ABC is an intervention for parents of young children who have experienced adversity that helps parents recognize their children’s problematic coping strategies and recognize their own problematic parenting behaviors, so that they can create a caregiving environment that promotes their children’s bio-behavioral regulation. The intervention takes place in 10 sessions that target key issues for traumatized children and is manualized, though the relationship between the clinician and the parent is crucial to the success of the treatment. This intervention is particularly useful for foster parents of infants of toddlers 1-3-years old, high risk birth parents of infants and toddlers, and parents adopting internationally.

Two main emphases of ABC intervention are that (1) some children reject their caregivers even though they need nurturance, and (2) parents can sometimes behave in ways that frighten children, often without realizing it. When traumatized children behave in rejecting ways, their parents must learn to re-interpret their signals so that they can respond to them with effective nurturance. Also, parents who have been traumatized or frightened as young children will sometimes display an angry or frightened face to their child or even “tune out” (“dissociate”) in a way that may frighten a child. Parents with troubled past histories may also misinterpret their children’s expressions of distress and fail to respond in a comforting way. This intervention teaches parents to recognize patterns such as these in their own behavior and in that of their children so that they can learn optimal patterns of parenting behavior. These optimal behaviors include following the child’s lead with delight, attending to the child’s signals, supporting the child’s agency, and the importance of touch.

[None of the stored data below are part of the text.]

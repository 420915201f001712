//! Storage traits
//!
//! Handlers hold these as `Arc<dyn ...>` so tests can swap in in-memory stores.

use crate::Result;
use async_trait::async_trait;
use chrono::{DateTime, Utc};
use dpc_fhir_models::{BatchAndFiles, FileInfo, ResourceEnvelope, ResourceType};
use serde_json::{Map, Value};

/// Organization a stored resource belongs to.
///
/// Organizations themselves are global; practitioners and groups are always
/// read and written within one organization.
#[derive(Debug, Clone, Copy)]
pub struct Scope<'a> {
    pub organization_id: Option<&'a str>,
}

impl<'a> Scope<'a> {
    pub fn global() -> Self {
        Self {
            organization_id: None,
        }
    }

    pub fn organization(organization_id: &'a str) -> Self {
        Self {
            organization_id: Some(organization_id),
        }
    }
}

#[async_trait]
pub trait ResourceStore: Send + Sync {
    /// Read a resource by id. Returns `None` for unknown ids, ids that are not UUIDs
    /// and resources outside `scope`.
    async fn find(
        &self,
        resource_type: ResourceType,
        scope: Scope<'_>,
        id: &str,
    ) -> Result<Option<ResourceEnvelope>>;

    /// Store a new resource at version 1.
    ///
    /// # Errors
    /// `Error::BadData` when another resource of the same type in the same scope
    /// already carries `npi`.
    async fn insert(
        &self,
        resource_type: ResourceType,
        scope: Scope<'_>,
        npi: Option<&str>,
        info: Map<String, Value>,
    ) -> Result<ResourceEnvelope>;

    /// Replace the body of an existing resource, bumping its version.
    ///
    /// Returns `None` when the resource does not exist in `scope`. The NPI
    /// uniqueness check ignores the resource being updated.
    async fn update(
        &self,
        resource_type: ResourceType,
        scope: Scope<'_>,
        id: &str,
        npi: Option<&str>,
        info: Map<String, Value>,
    ) -> Result<Option<ResourceEnvelope>>;

    /// Returns `false` when nothing was deleted.
    async fn delete(&self, resource_type: ResourceType, scope: Scope<'_>, id: &str) -> Result<bool>;
}

/// One `job_queue_batch` row about to be queued.
#[derive(Debug, Clone, PartialEq)]
pub struct NewBatch {
    pub organization_id: String,
    pub organization_npi: String,
    pub provider_npi: String,
    pub patients: Vec<String>,
    pub resource_types: String,
    pub since: Option<DateTime<Utc>>,
    pub priority: i32,
    pub transaction_time: DateTime<Utc>,
    pub submit_time: DateTime<Utc>,
    pub request_url: String,
    pub requesting_ip: String,
}

#[async_trait]
pub trait JobStore: Send + Sync {
    /// Insert all batches under one fresh job id, atomically. Returns the job id.
    async fn insert_batches(&self, batches: &[NewBatch]) -> Result<String>;

    /// Batches of a job with their output files. Empty when the job is unknown
    /// or belongs to another organization.
    async fn job_batches(&self, organization_id: &str, job_id: &str) -> Result<Vec<BatchAndFiles>>;

    /// A file is downloadable once every batch of its job has completed.
    async fn file_info(&self, organization_id: &str, file_name: &str) -> Result<Option<FileInfo>>;
}
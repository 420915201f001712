use axum::{
    extract::{Path, State},
    Extension, Json,
};
use dpc_fhir_models::BatchAndFiles;

use crate::request_context::RequestContext;
use crate::state::AppState;
use crate::{Error, Result};

/// `GET /Job/{id}`: batches and output files of one of the caller's jobs.
pub async fn batches(
    State(state): State<AppState>,
    Extension(ctx): Extension<RequestContext>,
    Path(job_id): Path<String>,
) -> Result<Json<Vec<BatchAndFiles>>> {
    let organization_id = ctx.require_organization()?;
    let batches = state.jobs.job_batches(organization_id, &job_id).await?;
    if batches.is_empty() {
        return Err(Error::NotFound(format!("Job {} not found", job_id)));
    }
    Ok(Json(batches))
}
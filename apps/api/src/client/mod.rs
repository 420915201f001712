//! Clients for the services behind the gateway
//!
//! Both clients retry connection failures, timeouts and 5xx answers a fixed
//! number of times with a fixed delay. Anything else is returned to the caller
//! as a [`ClientError`].

pub mod attribution;
pub mod ssas;

pub use attribution::{AttributionClient, HttpAttributionClient};
pub use ssas::{HttpSsasClient, SsasClient, TokenInfo};

use bytes::Bytes;
use reqwest::{RequestBuilder, Response, StatusCode};
use std::time::Duration;
use thiserror::Error;
use url::Url;

pub type ClientResult<T> = std::result::Result<T, ClientError>;

#[derive(Debug, Error)]
pub enum ClientError {
    #[error("Request failed: {0}")]
    Request(#[from] reqwest::Error),

    #[error("Invalid URL: {0}")]
    Url(#[from] url::ParseError),

    #[error("Unexpected status {status}: {body}")]
    Status { status: StatusCode, body: String },

    #[error("Invalid response body: {0}")]
    Decode(#[from] serde_json::Error),

    #[error("Empty response body")]
    Empty,
}

#[derive(Debug, Clone, Copy)]
pub struct RetryPolicy {
    pub retries: u32,
    pub delay: Duration,
}

impl RetryPolicy {
    pub fn new(retries: u32, delay_ms: u64) -> Self {
        Self {
            retries,
            delay: Duration::from_millis(delay_ms),
        }
    }

    fn should_retry(result: &Result<Response, reqwest::Error>) -> bool {
        match result {
            Ok(response) => response.status().is_server_error(),
            Err(e) => e.is_connect() || e.is_timeout(),
        }
    }

    /// Send the request built by `build`, retrying per the policy.
    ///
    /// `build` is called once per attempt since a sent request is consumed.
    pub async fn send<F>(&self, build: F) -> ClientResult<Response>
    where
        F: Fn() -> RequestBuilder,
    {
        let mut attempt = 0;
        loop {
            let result = build().send().await;
            if attempt >= self.retries || !Self::should_retry(&result) {
                return Ok(result?);
            }
            attempt += 1;
            match &result {
                Ok(response) => tracing::warn!(
                    attempt,
                    max_retries = self.retries,
                    status = response.status().as_u16(),
                    "Retrying request"
                ),
                Err(e) => tracing::warn!(
                    attempt,
                    max_retries = self.retries,
                    error = %e,
                    "Retrying request"
                ),
            }
            tokio::time::sleep(self.delay).await;
        }
    }
}

/// Read a successful body, or turn a non-2xx answer into [`ClientError::Status`].
async fn success_body(response: Response) -> ClientResult<Bytes> {
    let status = response.status();
    let body = response.bytes().await?;
    if !status.is_success() {
        return Err(ClientError::Status {
            status,
            body: String::from_utf8_lossy(&body).into_owned(),
        });
    }
    Ok(body)
}

/// `base` with `segments` appended as percent-encoded path segments.
fn endpoint(base: &Url, segments: &[&str]) -> ClientResult<Url> {
    let mut url = base.clone();
    url.path_segments_mut()
        .map_err(|_| url::ParseError::RelativeUrlWithCannotBeABaseBase)?
        .pop_if_empty()
        .extend(segments);
    Ok(url)
}
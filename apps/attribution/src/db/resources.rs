//! Postgres storage for enveloped FHIR resources
//!
//! Each resource type has its own table with the same shape:
//! `id, [organization_id,] version, created_at, updated_at, info`.

use crate::db::traits::{ResourceStore, Scope};
use crate::{Error, Result};
use async_trait::async_trait;
use dpc_fhir_models::{ResourceEnvelope, ResourceType, NPI_SYSTEM};
use serde_json::{json, Map, Value};
use sqlx::postgres::{PgPool, PgRow};
use sqlx::types::Json;
use sqlx::{Postgres, QueryBuilder, Row, Transaction};
use uuid::Uuid;

const RETURNING: &str = " RETURNING id, version, created_at, updated_at, info";

#[derive(Clone)]
pub struct PgResourceStore {
    pool: PgPool,
}

impl PgResourceStore {
    pub fn new(pool: PgPool) -> Self {
        Self { pool }
    }
}

/// Organization column filter for `resource_type`, or `None` for global tables.
fn scoped_org(resource_type: ResourceType, scope: Scope<'_>) -> Result<Option<Uuid>> {
    if resource_type == ResourceType::Organization {
        return Ok(None);
    }
    let org = scope
        .organization_id
        .ok_or_else(|| Error::BadRequest("Missing organization header".to_string()))?;
    Uuid::parse_str(org)
        .map(Some)
        .map_err(|_| Error::BadRequest(format!("Invalid organization id: {}", org)))
}

fn push_scope(qb: &mut QueryBuilder<'_, Postgres>, org: Option<Uuid>) {
    if let Some(org) = org {
        qb.push(" AND organization_id = ").push_bind(org);
    }
}

fn to_envelope(row: &PgRow) -> Result<ResourceEnvelope> {
    let id: Uuid = row.try_get("id")?;
    let info: Json<Map<String, Value>> = row.try_get("info")?;
    Ok(ResourceEnvelope {
        id: id.to_string(),
        version: row.try_get("version")?,
        created_at: Some(row.try_get("created_at")?),
        updated_at: row.try_get("updated_at")?,
        info: info.0,
    })
}

/// Fail with `BadData` when another row of the same type already carries `npi`.
///
/// Takes a transaction-scoped advisory lock on the NPI first so two concurrent
/// writers cannot both pass the check.
async fn ensure_unique_npi(
    tx: &mut Transaction<'_, Postgres>,
    resource_type: ResourceType,
    org: Option<Uuid>,
    npi: &str,
    exclude: Option<Uuid>,
) -> Result<()> {
    sqlx::query("SELECT pg_advisory_xact_lock(hashtext($1))")
        .bind(format!("{}:{}", resource_type.as_str(), npi))
        .execute(&mut **tx)
        .await?;

    let containment = json!({ "identifier": [{ "system": NPI_SYSTEM, "value": npi }] });
    let mut qb = QueryBuilder::<Postgres>::new("SELECT COUNT(*) FROM ");
    qb.push(resource_type.table())
        .push(" WHERE info @> ")
        .push_bind(Json(containment));
    push_scope(&mut qb, org);
    if let Some(id) = exclude {
        qb.push(" AND id <> ").push_bind(id);
    }

    let count: i64 = qb.build_query_scalar().fetch_one(&mut **tx).await?;
    if count > 0 {
        return Err(Error::BadData(format!(
            "{} with npi already exists",
            resource_type.label()
        )));
    }
    Ok(())
}

#[async_trait]
impl ResourceStore for PgResourceStore {
    async fn find(
        &self,
        resource_type: ResourceType,
        scope: Scope<'_>,
        id: &str,
    ) -> Result<Option<ResourceEnvelope>> {
        let Ok(id) = Uuid::parse_str(id) else {
            return Ok(None);
        };
        let org = scoped_org(resource_type, scope)?;

        let mut qb = QueryBuilder::<Postgres>::new(
            "SELECT id, version, created_at, updated_at, info FROM ",
        );
        qb.push(resource_type.table()).push(" WHERE id = ").push_bind(id);
        push_scope(&mut qb, org);

        let row = qb.build().fetch_optional(&self.pool).await?;
        row.as_ref().map(to_envelope).transpose()
    }

    async fn insert(
        &self,
        resource_type: ResourceType,
        scope: Scope<'_>,
        npi: Option<&str>,
        info: Map<String, Value>,
    ) -> Result<ResourceEnvelope> {
        let org = scoped_org(resource_type, scope)?;
        let mut tx = self.pool.begin().await?;

        if let Some(npi) = npi {
            ensure_unique_npi(&mut tx, resource_type, org, npi, None).await?;
        }

        let id = Uuid::new_v4();
        let mut qb = QueryBuilder::<Postgres>::new("INSERT INTO ");
        qb.push(resource_type.table());
        match org {
            Some(org) => {
                qb.push(" (id, organization_id, version, info) VALUES (")
                    .push_bind(id)
                    .push(", ")
                    .push_bind(org)
                    .push(", 1, ")
                    .push_bind(Json(info))
                    .push(")");
            }
            None => {
                qb.push(" (id, version, info) VALUES (")
                    .push_bind(id)
                    .push(", 1, ")
                    .push_bind(Json(info))
                    .push(")");
            }
        }
        qb.push(RETURNING);

        let row = qb.build().fetch_one(&mut *tx).await?;
        let envelope = to_envelope(&row)?;
        tx.commit().await?;

        tracing::debug!(
            resource_type = %resource_type,
            id = %envelope.id,
            "Resource inserted"
        );
        Ok(envelope)
    }

    async fn update(
        &self,
        resource_type: ResourceType,
        scope: Scope<'_>,
        id: &str,
        npi: Option<&str>,
        info: Map<String, Value>,
    ) -> Result<Option<ResourceEnvelope>> {
        let Ok(id) = Uuid::parse_str(id) else {
            return Ok(None);
        };
        let org = scoped_org(resource_type, scope)?;
        let mut tx = self.pool.begin().await?;

        if let Some(npi) = npi {
            ensure_unique_npi(&mut tx, resource_type, org, npi, Some(id)).await?;
        }

        let mut qb = QueryBuilder::<Postgres>::new("UPDATE ");
        qb.push(resource_type.table())
            .push(" SET info = ")
            .push_bind(Json(info))
            .push(", version = version + 1, updated_at = now() WHERE id = ")
            .push_bind(id);
        push_scope(&mut qb, org);
        qb.push(RETURNING);

        let row = qb.build().fetch_optional(&mut *tx).await?;
        let envelope = row.as_ref().map(to_envelope).transpose()?;
        tx.commit().await?;
        Ok(envelope)
    }

    async fn delete(&self, resource_type: ResourceType, scope: Scope<'_>, id: &str) -> Result<bool> {
        let Ok(id) = Uuid::parse_str(id) else {
            return Ok(false);
        };
        let org = scoped_org(resource_type, scope)?;

        let mut qb = QueryBuilder::<Postgres>::new("DELETE FROM ");
        qb.push(resource_type.table()).push(" WHERE id = ").push_bind(id);
        push_scope(&mut qb, org);

        let result = qb.build().execute(&self.pool).await?;
        Ok(result.rows_affected() > 0)
    }
}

An interesting feature of this intervention is that of encouraging the parent to provide nurturance even if it doesn’t come naturally – “fake it until you make it”, as I say. We know that practicing a behavior can build new neural circuits in the brain, and ABC attempts to override the parents’ own problematic tendencies by building good nurturing behaviors that are practiced and reinforced in the relationship with the clinician. In this intervention, the parent’s problematic past is directly addressed as it is currently represented in the parent’s behavior towards her child.

PCIT is an intervention in which the clinician behind a two-way mirror coaches the parent through a bug in the parent’s ear. This is a strictly behavioral approach that incudes elements of family systems theory, learning theory, and traditional play therapy. The emphasis is on restructuring parent-child patterns, rather than modifying target behaviors. PCIT is designed to be most effective in treating disruptive behaviors. In this intervention, parents are not blamed but are given responsibility for improving their child’s behavior.

Decisions about family preservation, reunification, or permanency need to be made prior to beginning a course of PCIT, which takes place in 14-21 weekly sessions. Some of the limitations of PCIT are that it focuses on the child’s behavioral problems and parent skills but not on domestic violence, substance abuse, or parent psychopathology.

The third intervention, CPP, focuses on current stress and trauma as well as “ghosts from the nursery” in the past of the parents. This phrase is the title of a famous paper by Selma Fraiberg, a pioneer of parent-infant mental health and refers to traumatic experiences in the parents’ past that haunt them when they become parents themselves (Fraiberg, Adelson, & Shapiro, 1987). This intervention is also manualized and multi-theoretical.
The intervention uses play, physical contact, and language to further the child’s development. Symbolic play is used to create a “trauma narrative”. Games are used to help with emotional and physical regulation – such as blowing, patting, and breathing games. Mazes and other games are used to help a child gain a sense of his body in space, and touch is used to restore trust in physical contact. Another way of describing this intervention is that it is a combination of play and “unstructured developmental guidance”. Important feature of this guidance are to help the parent understand appropriate developmental expectations of their young child and to help both parent and child name and cope with strong feelings. In addition to modeling good parenting behaviors and offering concrete assistance, such as with safe housing, the clinician makes interpretations linking present to past and distant past, “ghosts in the nursery”. These interpretations create the “trauma narrative”.

An interesting and I think important study of the factors disrupting and facilitating emotion regulation is being conducted by a group in New York and Geneva. They suggest that the child’s helplessness, fear, and rage can elicit traumatic memory traces in the mother with PTSD (“ghosts in the nursery”) and propose to help the mother change her behavior in a similar way to the ABC protocol but with videotape feedback. Since I am familiar with videotape feedback and a big believer in its effectiveness, I am awaiting the results of this study with anticipation (Schachter and Rusconi Serpa, 2014).
Fraiberg, S., Adelson, E., & Shapiro, V. (1987). Ghosts in the nursery: A psychoanalytic approach to the problems of impaired infant– mother relationships. In S. Fraiberg (Ed.), Selected writings of Selma Fraiberg (pp. 101–136). Columbus: Ohio State University Press.

Schechter D, Rusconi Serpa S (2014). Understanding how traumatized mothers process their toddlers’ affective communication under stress: towards preventive intervention for families at high risk for intergenerational violence, in R Emde and M Leuzinger-Bohleber, Eds., Early Parenting and Prevention of Disorder, Karnac Press, pp. 90-117.

 

“Ghosts in the Nursery”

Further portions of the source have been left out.